Dataset content Block Start
//! Neural network compiled from a genome's wiring.

use crate::genetics::{Gene, Genome, SinkKind, SourceKind};
use serde::{Deserialize, Serialize};
use std::fmt;

/// A hidden neuron that survived pruning
#[derive(Clone, Copy, Debug, PartialEq, Eq, Serialize, Deserialize)]
pub struct HiddenNeuron {
    /// Index this neuron had in the genome before renumbering
    pub genome_index: u8,
    /// Has at least one incoming edge. Undriven neurons always output 0.
    pub driven: bool,
}

/// Pruned, renumbered edge list plus hidden-neuron table.
///
/// Built once per creature. Edge order follows the genome and is
/// significant for evaluation (see [`NeuralNet::feed_forward`]).
/// Neuron indices in `edges` address `neurons` densely.
#[derive(Clone, Debug, Default, PartialEq, Serialize, Deserialize)]
pub struct NeuralNet {
    pub edges: Vec<Gene>,
    pub neurons: Vec<HiddenNeuron>,
}

impl NeuralNet {
    /// Compile a genome: drop every edge touching a neuron with no path to
    /// an action, renumber the remaining neurons, mark driven ones.
    pub fn from_genome(genome: &Genome) -> Self {
        let neuron_slots = genome.neuron_count.max(1) as usize;
        // No-op for checked genomes; guards hand-built ones
        let genes: Vec<Gene> = genome
            .genes
            .iter()
            .map(|g| g.reduced(genome.neuron_count))
            .collect();
        let useful = useful_neurons(&genes, neuron_slots);

        // Dense renumbering in ascending genome order
        let mut remap = vec![u8::MAX; neuron_slots];
        let mut neurons = Vec::new();
        for (old, _) in useful.iter().enumerate().filter(|(_, &u)| u) {
            remap[old] = neurons.len() as u8;
            neurons.push(HiddenNeuron {
                genome_index: old as u8,
                driven: false,
            });
        }

        let mut edges = Vec::with_capacity(genes.len());
        for gene in &genes {
            let source_ok = match gene.source_kind {
                SourceKind::Sensor => true,
                SourceKind::Neuron => useful[gene.source as usize],
            };
            let sink_ok = match gene.sink_kind {
                SinkKind::Action => true,
                SinkKind::Neuron => useful[gene.sink as usize],
            };
            if !(source_ok && sink_ok) {
                continue;
            }

            let mut edge = *gene;
            if edge.source_kind == SourceKind::Neuron {
                edge.source = remap[edge.source as usize];
            }
            if edge.sink_kind == SinkKind::Neuron {
                edge.sink = remap[edge.sink as usize];
                neurons[edge.sink as usize].driven = true;
            }
            edges.push(edge);
        }

        Self { edges, neurons }
    }

    #[inline]
    pub fn edge_count(&self) -> usize {
        self.edges.len()
    }

    #[inline]
    pub fn neuron_count(&self) -> usize {
        self.neurons.len()
    }

    /// No edges: every action level is always zero
    #[inline]
    pub fn is_inert(&self) -> bool {
        self.edges.is_empty()
    }
}

/// Neurons with a path to an action sink, transitively through
/// neuron-to-neuron edges. A self-loop alone does not make a neuron useful.
fn useful_neurons(genes: &[Gene], neuron_slots: usize) -> Vec<bool> {
    let mut useful = vec![false; neuron_slots];

    for gene in genes {
        if gene.source_kind == SourceKind::Neuron && gene.sink_kind == SinkKind::Action {
            useful[gene.source as usize] = true;
        }
    }

    loop {
        let mut changed = false;
        for gene in genes {
            if gene.source_kind == SourceKind::Neuron
                && gene.sink_kind == SinkKind::Neuron
                && gene.source != gene.sink
                && useful[gene.sink as usize]
                && !useful[gene.source as usize]
            {
                useful[gene.source as usize] = true;
                changed = true;
            }
        }
        if !changed {
            return useful;
        }
    }
}

impl fmt::Display for NeuralNet {
    fn fmt(&self, f: &mut fmt::Formatter<'_>) -> fmt::Result {
        writeln!(
            f,
            "NeuralNet: {} edges, {} hidden neurons",
            self.edges.len(),
            self.neurons.len()
        )?;
        for edge in &self.edges {
            writeln!(f, "  {}", edge)?;
        }
        Ok(())
    }
}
Dataset content Block End
### Action item
The answer should be a single number: how many lines in the entries contain "path".

### Solution for this task
2